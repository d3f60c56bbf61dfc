//! Configuration loading utilities

use crate::{Config, MailTransportKind};
use salesflow_common::Result as PipelineResult;
use std::env;
use std::path::{Path, PathBuf};
use std::str::FromStr;
use thiserror::Error;
use tracing::{debug, info};

/// Environment variable naming an explicit configuration file
pub const CONFIG_PATH_ENV: &str = "SALESFLOW_CONFIG_PATH";

/// Configuration loading errors
#[derive(Debug, Error)]
pub enum ConfigError {
    /// I/O error when reading configuration file
    #[error("Failed to read configuration file: {0}")]
    IoError(#[from] std::io::Error),

    /// YAML parsing error
    #[error("Failed to parse YAML configuration: {0}")]
    ParseError(#[from] serde_yaml::Error),

    /// Configuration validation error
    #[error("Configuration validation failed: {0}")]
    ValidationError(#[from] validator::ValidationErrors),

    /// Environment variable parsing error
    #[error("Failed to parse environment variable '{var}': {source}")]
    EnvParseError {
        var: String,
        #[source]
        source: Box<dyn std::error::Error + Send + Sync>,
    },
}

impl From<ConfigError> for salesflow_common::PipelineError {
    fn from(err: ConfigError) -> Self {
        salesflow_common::PipelineError::config_with_source(err.to_string(), err)
    }
}

/// Configuration loader for the application
pub struct ConfigLoader;

impl ConfigLoader {
    /// Load configuration from a YAML file with environment variable overrides
    pub fn load_config<P: AsRef<Path>>(path: P) -> Result<Config, ConfigError> {
        let content = std::fs::read_to_string(path.as_ref())?;
        let mut config: Config = serde_yaml::from_str(&content)?;

        Self::apply_env_overrides(&mut config)?;
        config.validate_all()?;

        info!("Loaded configuration from {}", path.as_ref().display());
        Ok(config)
    }

    /// Load configuration from the first available source:
    /// `SALESFLOW_CONFIG_PATH`, `salesflow.yaml`, `salesflow.yml`, then defaults.
    pub fn load() -> PipelineResult<Config> {
        let config = match Self::discover() {
            Some(path) => Self::load_config(&path)?,
            None => {
                debug!("No configuration file found, using defaults");
                let mut config = Config::default();
                Self::apply_env_overrides(&mut config)?;
                config.validate_all().map_err(ConfigError::ValidationError)?;
                config
            }
        };

        Ok(config)
    }

    /// Load configuration from a specific file
    pub fn load_from_file<P: AsRef<Path>>(path: P) -> PipelineResult<Config> {
        Ok(Self::load_config(path)?)
    }

    fn discover() -> Option<PathBuf> {
        if let Ok(path) = env::var(CONFIG_PATH_ENV) {
            return Some(PathBuf::from(path));
        }
        ["salesflow.yaml", "salesflow.yml"]
            .into_iter()
            .map(PathBuf::from)
            .find(|candidate| candidate.exists())
    }

    /// Apply process environment overrides to configuration
    fn apply_env_overrides(config: &mut Config) -> Result<(), ConfigError> {
        Self::apply_overrides(config, |key| env::var(key).ok())
    }

    /// Apply overrides from an arbitrary variable source
    pub fn apply_overrides<F>(config: &mut Config, lookup: F) -> Result<(), ConfigError>
    where
        F: Fn(&str) -> Option<String>,
    {
        // Database
        if let Some(url) = lookup("DATABASE_URL") {
            config.database.url = url;
        }
        if let Some(table) = lookup("SALESFLOW_TABLE") {
            config.database.table_name = table;
        }

        // Output
        if let Some(dir) = lookup("SALESFLOW_OUTPUT_DIR") {
            config.output.output_dir = PathBuf::from(dir);
        }

        // Notification
        if let Some(recipient) = lookup("SALESFLOW_RECIPIENT") {
            config.notification.recipient = recipient;
        }
        if let Some(transport) = lookup("SALESFLOW_MAIL_TRANSPORT") {
            config.notification.transport = match transport.to_ascii_lowercase().as_str() {
                "smtp" => MailTransportKind::Smtp,
                "file" => MailTransportKind::File,
                other => {
                    return Err(ConfigError::EnvParseError {
                        var: "SALESFLOW_MAIL_TRANSPORT".to_string(),
                        source: format!("unknown transport '{other}', expected smtp or file").into(),
                    })
                }
            };
        }
        if let Some(host) = lookup("SMTP_HOST") {
            config.notification.smtp.host = host;
        }
        if let Some(port) = lookup("SMTP_PORT") {
            config.notification.smtp.port = parse_var("SMTP_PORT", &port)?;
        }
        if let Some(username) = lookup("SMTP_USERNAME") {
            config.notification.smtp.username = Some(username);
        }
        if let Some(password) = lookup("SMTP_PASSWORD") {
            config.notification.smtp.password = Some(password);
        }

        // Scheduling
        if let Some(cron) = lookup("SALESFLOW_CRON") {
            config.scheduling.cron = cron;
        }
        if let Some(retries) = lookup("SALESFLOW_RETRIES") {
            config.scheduling.retries = parse_var("SALESFLOW_RETRIES", &retries)?;
        }
        if let Some(delay) = lookup("SALESFLOW_RETRY_DELAY") {
            config.scheduling.retry_delay_seconds = parse_var("SALESFLOW_RETRY_DELAY", &delay)?;
        }

        // Logging
        if let Some(level) = lookup("LOG_LEVEL") {
            config.logging.level = level;
        }
        if let Some(file) = lookup("LOG_FILE") {
            config.logging.file = Some(PathBuf::from(file));
        }

        Ok(())
    }
}

fn parse_var<T>(var: &str, value: &str) -> Result<T, ConfigError>
where
    T: FromStr,
    T::Err: std::error::Error + Send + Sync + 'static,
{
    value.trim().parse().map_err(|e: T::Err| ConfigError::EnvParseError {
        var: var.to_string(),
        source: Box::new(e),
    })
}
//! Command line arguments

use clap::{Parser, Subcommand};
use salesflow_pipeline::Stage;
use std::path::PathBuf;

/// Command line arguments
#[derive(Parser, Debug)]
#[command(author, version, about, long_about = None)]
pub struct Cli {
    /// Configuration file path
    #[arg(short, long, global = true)]
    pub config: Option<PathBuf>,

    /// Log level, overrides the configured one
    #[arg(short, long, global = true)]
    pub log_level: Option<String>,

    #[command(subcommand)]
    pub command: Command,
}

#[derive(Subcommand, Debug, Clone, PartialEq, Eq)]
pub enum Command {
    /// Run the whole pipeline once
    Run,

    /// Run a single stage, e.g. `calculate_daily_revenue`
    Stage {
        /// Stage name
        name: Stage,
    },

    /// Run the pipeline on the configured cron schedule until interrupted
    Serve,

    /// Load and validate the configuration, then exit
    CheckConfig,
}

#[cfg(test)]
mod tests {
    use super::*;

    #[test]
    fn test_parse_run_with_config() {
        let cli = Cli::try_parse_from(["salesflow", "--config", "/etc/salesflow.yaml", "run"]).unwrap();
        assert_eq!(cli.command, Command::Run);
        assert_eq!(cli.config, Some(PathBuf::from("/etc/salesflow.yaml")));
        assert!(cli.log_level.is_none());
    }

    #[test]
    fn test_parse_stage() {
        let cli = Cli::try_parse_from(["salesflow", "stage", "generate_report", "-l", "debug"]).unwrap();
        assert_eq!(cli.command, Command::Stage { name: Stage::GenerateReport });
        assert_eq!(cli.log_level.as_deref(), Some("debug"));
    }

    #[test]
    fn test_unknown_stage_rejected() {
        assert!(Cli::try_parse_from(["salesflow", "stage", "load_warehouse"]).is_err());
    }

    #[test]
    fn test_subcommand_required() {
        assert!(Cli::try_parse_from(["salesflow"]).is_err());
        let cli = Cli::try_parse_from(["salesflow", "check-config"]).unwrap();
        assert_eq!(cli.command, Command::CheckConfig);
    }
}
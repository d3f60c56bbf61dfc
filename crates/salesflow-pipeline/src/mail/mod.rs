//! Outgoing mail: message model, lettre message building and transports

use std::path::Path;
use std::sync::Arc;

use lettre::message::{header::ContentType, Attachment as MailAttachment, Mailbox, MultiPart, SinglePart};
use lettre::Message;
use salesflow_common::{PipelineError, Result};
use salesflow_config::{MailTransportKind, NotificationConfig};

mod file;
mod smtp;

pub use file::FileMailClient;
pub use smtp::SmtpMailClient;

/// A file attached to an outgoing message
#[derive(Debug, Clone, PartialEq, Eq)]
pub struct Attachment {
    pub filename: String,
    pub content_type: String,
    pub body: Vec<u8>,
}

impl Attachment {
    /// Read `path` into an attachment named after the file
    pub async fn from_path(path: &Path, content_type: &str, kind: &str) -> Result<Self> {
        let body = match tokio::fs::read(path).await {
            Ok(body) => body,
            Err(e) if e.kind() == std::io::ErrorKind::NotFound => {
                return Err(PipelineError::missing_artifact(kind, path));
            }
            Err(e) => return Err(e.into()),
        };
        let filename = path
            .file_name()
            .and_then(|name| name.to_str())
            .ok_or_else(|| PipelineError::mail(format!("Attachment path has no file name: {}", path.display())))?
            .to_string();

        Ok(Self {
            filename,
            content_type: content_type.to_string(),
            body,
        })
    }
}

#[derive(Debug, Clone, PartialEq, Eq)]
pub struct EmailMessage {
    pub to: String,
    pub subject: String,
    pub html_body: String,
    pub attachments: Vec<Attachment>,
}

impl EmailMessage {
    /// Build the MIME message: an HTML part followed by the attachments in order
    pub fn to_lettre(&self, from: &str) -> Result<Message> {
        let from: Mailbox = from
            .parse()
            .map_err(|e| PipelineError::mail_with_source(format!("Invalid from address: {from}"), e))?;
        let to: Mailbox = self
            .to
            .parse()
            .map_err(|e| PipelineError::mail_with_source(format!("Invalid to address: {}", self.to), e))?;

        let mut body = MultiPart::mixed().singlepart(SinglePart::html(self.html_body.clone()));
        for attachment in &self.attachments {
            let content_type = ContentType::parse(&attachment.content_type).map_err(|e| {
                PipelineError::mail_with_source(format!("Invalid content type: {}", attachment.content_type), e)
            })?;
            body = body.singlepart(
                MailAttachment::new(attachment.filename.clone()).body(attachment.body.clone(), content_type),
            );
        }

        Message::builder()
            .from(from)
            .to(to)
            .subject(self.subject.clone())
            .multipart(body)
            .map_err(|e| PipelineError::mail_with_source("Failed to build email", e))
    }
}

#[async_trait::async_trait]
pub trait MailClient: Send + Sync {
    async fn send(&self, message: EmailMessage) -> Result<()>;
}

pub type DynMailClient = Arc<dyn MailClient>;

/// Build the mail client selected by the notification settings
pub fn create_mail_client(config: &NotificationConfig) -> Result<DynMailClient> {
    match config.transport {
        MailTransportKind::Smtp => Ok(Arc::new(SmtpMailClient::new(&config.smtp, &config.from)?)),
        MailTransportKind::File => Ok(Arc::new(FileMailClient::new(&config.file_dir, &config.from))),
    }
}

#[cfg(test)]
mod tests {
    use super::*;

    fn message() -> EmailMessage {
        EmailMessage {
            to: "finance@example.com".to_string(),
            subject: "📊 Daily Sales Revenue Report".to_string(),
            html_body: "<h3>Attached are today's sales revenue results.</h3>".to_string(),
            attachments: vec![
                Attachment {
                    filename: "daily_revenue.csv".to_string(),
                    content_type: "text/csv".to_string(),
                    body: b"order_date,daily_revenue\n".to_vec(),
                },
                Attachment {
                    filename: "revenue_report.txt".to_string(),
                    content_type: "text/plain".to_string(),
                    body: b"report".to_vec(),
                },
            ],
        }
    }

    #[test]
    fn test_message_contains_parts_in_order() {
        let built = message().to_lettre("Salesflow <salesflow@example.com>").unwrap();
        let raw = String::from_utf8(built.formatted()).unwrap();

        let csv_at = raw.find("daily_revenue.csv").unwrap();
        let report_at = raw.find("revenue_report.txt").unwrap();
        assert!(raw.contains("multipart/mixed"));
        assert!(raw.contains("text/html"));
        assert!(csv_at < report_at);
    }

    #[test]
    fn test_invalid_recipient_is_mail_error() {
        let mut message = message();
        message.to = "not an address".to_string();

        let err = message.to_lettre("salesflow@example.com").unwrap_err();
        assert!(matches!(err, PipelineError::Mail { .. }));
    }

    #[test]
    fn test_invalid_content_type_is_mail_error() {
        let mut message = message();
        message.attachments[0].content_type = "csv".to_string();

        assert!(message.to_lettre("salesflow@example.com").is_err());
    }

    #[tokio::test]
    async fn test_attachment_from_missing_path() {
        let dir = tempfile::tempdir().unwrap();
        let err = Attachment::from_path(&dir.path().join("absent.png"), "image/png", "chart")
            .await
            .unwrap_err();
        assert!(matches!(err, PipelineError::MissingArtifact { .. }));
    }

    #[tokio::test]
    async fn test_attachment_uses_file_name() {
        let dir = tempfile::tempdir().unwrap();
        let path = dir.path().join("revenue_report.txt");
        tokio::fs::write(&path, "hello").await.unwrap();

        let attachment = Attachment::from_path(&path, "text/plain", "report").await.unwrap();
        assert_eq!(attachment.filename, "revenue_report.txt");
        assert_eq!(attachment.body, b"hello");
    }
}
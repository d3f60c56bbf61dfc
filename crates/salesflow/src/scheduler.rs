//! Scheduler Service - cron dispatch of the pipeline using tokio-cron-scheduler
//!
//! Jobs fire on six-field cron expressions evaluated in UTC. Runs that were
//! missed while the process was down are not replayed, and a job that fires
//! while its previous run is still in progress is skipped.

use std::future::Future;
use std::sync::Arc;

use tokio::sync::{Mutex, RwLock};
use tokio_cron_scheduler::{Job, JobScheduler};
use tracing::{debug, info, warn};
use uuid::Uuid;

use crate::AppResult;

/// Type alias for job identifiers (same as tokio-cron-scheduler's JobId)
pub type JobId = Uuid;

/// Core scheduler service that manages cron-based job scheduling
pub struct SchedulerService {
    scheduler: Arc<Mutex<JobScheduler>>,
    is_running: Arc<RwLock<bool>>,
}

impl SchedulerService {
    /// Create a new scheduler service instance
    pub async fn new() -> AppResult<Self> {
        debug!("Creating scheduler service");
        let scheduler = JobScheduler::new().await?;

        Ok(SchedulerService {
            scheduler: Arc::new(Mutex::new(scheduler)),
            is_running: Arc::new(RwLock::new(false)),
        })
    }

    /// Start processing scheduled jobs
    pub async fn start(&self) -> AppResult<()> {
        let mut is_running = self.is_running.write().await;

        if *is_running {
            warn!("Scheduler is already running");
            return Ok(());
        }

        let scheduler = self.scheduler.lock().await;
        scheduler.start().await?;

        *is_running = true;
        info!("Scheduler service started");
        Ok(())
    }

    /// Stop the scheduler
    pub async fn stop(&self) -> AppResult<()> {
        let mut is_running = self.is_running.write().await;

        if !*is_running {
            warn!("Scheduler is not running");
            return Ok(());
        }

        let mut scheduler = self.scheduler.lock().await;
        scheduler.shutdown().await?;

        *is_running = false;
        info!("Scheduler service stopped");
        Ok(())
    }

    /// Add a job that never overlaps with itself.
    ///
    /// When the schedule fires while the previous invocation of `job_fn` is
    /// still running, that firing is skipped with a warning.
    pub async fn add_exclusive_job<F, Fut>(&self, name: &str, cron_expression: &str, job_fn: F) -> AppResult<JobId>
    where
        F: Fn() -> Fut + Send + Sync + 'static,
        Fut: Future<Output = ()> + Send + 'static,
    {
        info!("Adding job '{}' with cron '{}'", name, cron_expression);

        let guard = Arc::new(Mutex::new(()));
        let job_fn = Arc::new(job_fn);
        let job_name = name.to_string();

        let job = Job::new_async(cron_expression, move |_uuid, _scheduler| {
            let guard = Arc::clone(&guard);
            let job_fn = Arc::clone(&job_fn);
            let job_name = job_name.clone();
            Box::pin(async move {
                let Ok(_running) = guard.try_lock() else {
                    warn!("Previous run of '{}' still in progress, skipping this one", job_name);
                    return;
                };
                job_fn().await;
            })
        })?;

        let scheduler = self.scheduler.lock().await;
        let job_id = scheduler.add(job).await?;

        info!("Added job '{}' with ID {}", name, job_id);
        Ok(job_id)
    }
}

#[cfg(test)]
mod tests {
    use super::*;
    use std::sync::atomic::{AtomicUsize, Ordering};
    use std::time::Duration;

    #[tokio::test]
    async fn test_scheduler_start_stop() {
        let scheduler = SchedulerService::new().await.unwrap();

        // Stopping before starting is a no-op
        tokio_test::assert_ok!(scheduler.stop().await);

        scheduler.start().await.unwrap();
        tokio_test::assert_ok!(scheduler.start().await);
        assert!(*scheduler.is_running.read().await);

        scheduler.stop().await.unwrap();
        assert!(!*scheduler.is_running.read().await);
    }

    #[tokio::test]
    async fn test_add_job_returns_distinct_ids() {
        let scheduler = SchedulerService::new().await.unwrap();

        let daily = tokio_test::assert_ok!(
            scheduler
                .add_exclusive_job("sales_revenue_pipeline", "0 0 0 * * *", || async {})
                .await
        );
        let hourly = tokio_test::assert_ok!(scheduler.add_exclusive_job("hourly", "0 0 * * * *", || async {}).await);

        assert_ne!(daily, hourly);
    }

    #[tokio::test]
    async fn test_invalid_cron_expression() {
        let scheduler = SchedulerService::new().await.unwrap();

        let result = scheduler
            .add_exclusive_job("invalid_job", "invalid_cron", || async {})
            .await;

        tokio_test::assert_err!(result);
    }

    #[tokio::test]
    async fn test_overlapping_runs_are_skipped() {
        let scheduler = SchedulerService::new().await.unwrap();
        let started = Arc::new(AtomicUsize::new(0));
        let counter = Arc::clone(&started);

        // Fires every second while each run takes several seconds
        scheduler
            .add_exclusive_job("slow_job", "* * * * * *", move || {
                let counter = Arc::clone(&counter);
                async move {
                    counter.fetch_add(1, Ordering::SeqCst);
                    tokio::time::sleep(Duration::from_secs(10)).await;
                }
            })
            .await
            .unwrap();

        scheduler.start().await.unwrap();
        tokio::time::sleep(Duration::from_millis(3500)).await;
        scheduler.stop().await.unwrap();

        assert_eq!(started.load(Ordering::SeqCst), 1);
    }
}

--------------------------------

■ AIM OF THE EXERCISE:
Your task is to copy each line of the material that contains the word "Mutex".

■ SOLVED PROBLEM:
use tokio::sync::{Mutex, RwLock};
    scheduler: Arc<Mutex<JobScheduler>>,
            scheduler: Arc::new(Mutex::new(scheduler)),
        let guard = Arc::new(Mutex::new(()));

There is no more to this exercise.